If you’re looking for a market event to trade in the first week of 2017, look no further than the US non-farm payrolls release. This report is due on Friday’s New York trading session and may provide a lot of volatility for dollar pairs such as EURUSD or USDJPY. Another alternative instrument to trade is the VXX or the volatility index.
What is the VXX?
The volatility index tracks the magnitude of the price movements of the S&P 500. In particular, it measures expectations for the US stock index over the next 30 days and is dubbed as the ‘fear index.’ This is calculated by the Chicago Board Options Exchange or CBOE and is used as an underlying component for futures and options.
A higher VXX reading means that fluctuations were larger or more volatile while a lower reading means that these movements were smaller. Simply put, an increase in the VXX reading reflects investor fear or uncertainty while a decrease means that risk appetite is present. VXX isn’t necessarily a gauge of direction, though, as it indicates perceived volatility whether to the upside or downside.
Onto the December non-farm payrolls report. Analysts are expecting to see a 178K increase in hiring for the month, lower than the earlier 178K rise. Still, a higher than expected read may remind traders that the Fed is on track towards hiking interest rates three more times this year while a lower than expected result may cast doubts on this timeline.

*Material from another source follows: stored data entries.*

//! Object pool example: reuse buffers across threads
//!
//! Run with: cargo run --example pool
//!
//! Pool misses and discards are logged at trace level:
//! RUST_LOG=sqlx_format_bind=trace cargo run --example pool

use std::sync::atomic::{AtomicUsize, Ordering};
use std::sync::Arc;
use std::thread;

use sqlx_format_bind::pool::FromContext;
use sqlx_format_bind::ObjectPool;
use tracing_subscriber::EnvFilter;

/// A reusable encoder bound to a shared configuration.
#[derive(Debug)]
struct Encoder {
    buffer: Vec<u8>,
    line_width: usize,
}

#[derive(Debug)]
struct EncoderConfig {
    line_width: usize,
}

impl FromContext<EncoderConfig> for Encoder {
    fn from_context(config: &EncoderConfig) -> Self {
        Encoder {
            buffer: Vec::with_capacity(config.line_width),
            line_width: config.line_width,
        }
    }
}

fn main() -> Result<(), Box<dyn std::error::Error>> {
    tracing_subscriber::fmt()
        .with_env_filter(
            EnvFilter::try_from_default_env()
                .unwrap_or_else(|_| EnvFilter::new("sqlx_format_bind=debug")),
        )
        .init();

    // Example 1: Default-constructed buffers, cleared on return
    println!("--- Example 1: Scratch strings ---");
    let strings = ObjectPool::<String>::builder(2)
        .default_constructor()
        .recycle(|s| {
            s.clear();
            true
        })
        .build();
    {
        let mut a = strings.borrow()?;
        a.push_str("hello");
        let b = strings.borrow()?;
        println!("borrowed {:?} and {:?}", *a, *b);
    }
    println!("{:?}", strings);

    // Example 2: Context-aware construction, shared across threads
    println!("\n--- Example 2: Encoders from a shared config ---");
    let encoders = Arc::new(
        ObjectPool::<Encoder>::builder(4)
            .context(EncoderConfig { line_width: 76 })
            .recycle(|e| {
                e.buffer.clear();
                e.buffer.capacity() <= 4 * e.line_width
            })
            .build(),
    );
    let encoded = Arc::new(AtomicUsize::new(0));

    let handles: Vec<_> = (0..8)
        .map(|worker| {
            let encoders = Arc::clone(&encoders);
            let encoded = Arc::clone(&encoded);
            thread::spawn(move || -> sqlx_format_bind::Result<()> {
                for round in 0..100 {
                    let mut encoder = encoders.borrow()?;
                    let line = format!("worker {worker} round {round}");
                    encoder.buffer.extend_from_slice(line.as_bytes());
                    encoded.fetch_add(encoder.buffer.len(), Ordering::Relaxed);
                }
                Ok(())
            })
        })
        .collect();

    for handle in handles {
        handle.join().map_err(|_| "worker panicked")??;
    }
    println!(
        "encoded {} bytes, {} encoders idle",
        encoded.load(Ordering::Relaxed),
        encoders.available()
    );

    // Example 3: Taking an instance out of circulation
    println!("\n--- Example 3: Detaching ---");
    let kept = encoders.borrow()?.detach();
    println!(
        "detached encoder (line width {}), {} encoders idle",
        kept.line_width,
        encoders.available()
    );

    Ok(())
}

Higher interest rates may dampen business investment and consumer spending since it lifts overall borrowing costs in the economy. As such, it may to have a bearish impact on stock indices. On the other hand, expectations of no changes in monetary policy may keep equity markets in the green. But depending on which phase the US economy is in, upbeat NFP results may also mean strong gains in equities as a stable jobs market might be positive for corporate America.
How to trade the VXX
Since the VXX reflects the perceived volatility in the S&P 500 index, its movements may hinge on how much the actual figures surpass or undercut expectations. A significantly stronger than expected read may still lead to a spike in the VXX as this might put the odds of a Fed rate hike higher in the first or second quarter of the year, and this may have a major impact on stock prices in the near term. Similarly, a very downbeat reading may also trigger a huge reaction from the VXX since this may dampen rate hike hopes in the coming months.
More conventionally speaking, a higher VXX is associated with a sharp decline in the markets while a lower VXX may be indicative of a steady bull market. In this particular scenario, a reading above 250K may lead to a sharp S&P 500 selloff in anticipation of a Fed rate hike while a reading below 100K may also lead to equity losses on a sudden downturn in employment. On the other hand, a reading in line with expectations or somewhere between 150K-200K may keep a lid on the VXX or even pull it down.

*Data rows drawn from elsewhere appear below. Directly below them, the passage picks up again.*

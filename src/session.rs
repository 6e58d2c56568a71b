use dashmap::DashMap;
use std::sync::atomic::{AtomicU64, Ordering};
use std::sync::Arc;
use thiserror::Error;
use tokio::task::AbortHandle;
use tracing::{debug, error, info};

use crate::history::{HistoryEntry, HistoryStore};
use crate::translate::error::DispatchError;
use crate::translate::interface::{Direction, LanguagePair, Translator};

/// Slot used when the caller does not name one
pub const DEFAULT_SLOT: &str = "default";

#[derive(Error, Debug, Clone, PartialEq, Eq)]
pub enum SessionError {
    #[error("Please enter text to translate")]
    EmptyInput,

    #[error("translation was cancelled or superseded by a newer request")]
    Superseded,

    #[error(transparent)]
    Dispatch(#[from] DispatchError),

    #[error("internal error: {0}")]
    Internal(String),
}

struct InFlight {
    generation: u64,
    handle: AbortHandle,
}

/// Frees the slot when its dispatch settles or the caller goes away. An
/// abandoned dispatch is aborted.
struct SlotGuard<'a> {
    in_flight: &'a DashMap<String, InFlight>,
    slot: &'a str,
    generation: u64,
    handle: AbortHandle,
}

impl SlotGuard<'_> {
    /// Free the slot; false when a newer call or `cancel` took it over first
    fn release(&self) -> bool {
        let generation = self.generation;
        self.in_flight
            .remove_if(self.slot, |_, in_flight| in_flight.generation == generation)
            .is_some()
    }
}

impl Drop for SlotGuard<'_> {
    fn drop(&mut self) {
        self.handle.abort();
        self.release();
    }
}

/// Caller side of the translator: validates input, keeps at most one dispatch
/// in flight per slot and records successful translations.
pub struct TranslationSession {
    translator: Arc<dyn Translator>,
    history: Arc<HistoryStore>,
    in_flight: DashMap<String, InFlight>,
    generation: AtomicU64,
}

impl TranslationSession {
    pub fn new(translator: Arc<dyn Translator>, history: Arc<HistoryStore>) -> Self {
        Self {
            translator,
            history,
            in_flight: DashMap::new(),
            generation: AtomicU64::new(0),
        }
    }

    pub fn languages(&self) -> &LanguagePair {
        self.translator.languages()
    }

    pub fn translator(&self) -> &Arc<dyn Translator> {
        &self.translator
    }

    pub fn history(&self) -> &Arc<HistoryStore> {
        &self.history
    }

    /// Translate `text` in `slot`. A dispatch already running in the same slot
    /// is aborted and its caller gets [`SessionError::Superseded`].
    pub async fn translate(
        &self,
        slot: &str,
        text: &str,
        direction: Direction,
    ) -> Result<HistoryEntry, SessionError> {
        if text.trim().is_empty() {
            return Err(SessionError::EmptyInput);
        }

        let generation = self.generation.fetch_add(1, Ordering::SeqCst);
        let translator = self.translator.clone();
        let owned_text = text.to_string();
        let task = tokio::spawn(async move { translator.translate(&owned_text, direction).await });

        let current = InFlight {
            generation,
            handle: task.abort_handle(),
        };
        if let Some(previous) = self.in_flight.insert(slot.to_string(), current) {
            debug!("Aborting in-flight translation in slot {}", slot);
            previous.handle.abort();
        }

        let guard = SlotGuard {
            in_flight: &self.in_flight,
            slot,
            generation,
            handle: task.abort_handle(),
        };
        let joined = task.await;
        let still_owner = guard.release();
        drop(guard);

        let translation = match joined {
            // a result that lands after the slot was taken over is discarded
            Ok(_) if !still_owner => return Err(SessionError::Superseded),
            Ok(result) => result?,
            Err(e) if e.is_cancelled() => return Err(SessionError::Superseded),
            Err(e) => {
                error!("Translation task failed: {}", e);
                return Err(SessionError::Internal(e.to_string()));
            }
        };

        let entry = self.history.record(text, translation, direction).await;
        info!("Recorded translation {} in slot {}", entry.id, slot);
        Ok(entry)
    }

    /// Abort the dispatch running in `slot`, if any
    pub fn cancel(&self, slot: &str) -> bool {
        match self.in_flight.remove(slot) {
            Some((_, in_flight)) => {
                in_flight.handle.abort();
                debug!("Cancelled translation in slot {}", slot);
                true
            }
            None => false,
        }
    }

    pub fn is_busy(&self, slot: &str) -> bool {
        self.in_flight.contains_key(slot)
    }
}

On the easyMarkets platform, the VXX is also shown as a regular candlestick chart with multiple time frames. Various indicators can also be applied to gauge where the index might be headed next, although it’s worth noting that large gaps can be seen during market opens or when top-tier US reports are released.
It is treated as a CFD or contract-for-difference, which settles the price difference without the physical exchange of assets. With volatility as a central feature of financial markets, easyMarkets enables its clients to trade volatility as an asset.
The VXX CFD allows traders to bet on the direction of stock markets and can also be used to hedge existing positions. For instance, if you are currently long on US equity indices but you expect a sharp dip following the NFP release, you can also put a long position on the VXX. In other words, taking a long VXX position means that you are betting on weaker stock performance while going short VXX means that you are betting on stock market gains.
The VXX can also be used as an indicator itself in the same way as oscillators reflect overbought or oversold conditions. High VXX values can be treated as an oversold indicator as it creates investor biases against sell setups and being more interested in going long. Low VXX values can be seen as an overbought indicator, reflecting caution on buy setups and preference towards shorting.
In short, the VXX is seen to be negatively correlated to stock markets and may be used to make quick profits off potentially volatile market scenarios. These scenarios may occur during the release of top-tier data, which might generate large market reactions in the short-term before the trends are smoothed out later on. Large VXX spikes were recorded in the EU referendum, the US elections, the OPEC meeting, and other high-profile events that tend to make investors anxious.
The VXX has traditionally spiked around NFP day as investors are feeling anxious about the results of the report. Putting this knowledge to use suggests that may exist better odds of success by going long on VXX during the day of the release as the actual results are rarely in line with consensus. Another way to trade the VXX after the NFP release is to short it once markets calm down afterwards. Keep in mind also that VXX trades against the direction of the S&P 500 about 75-80% of the time.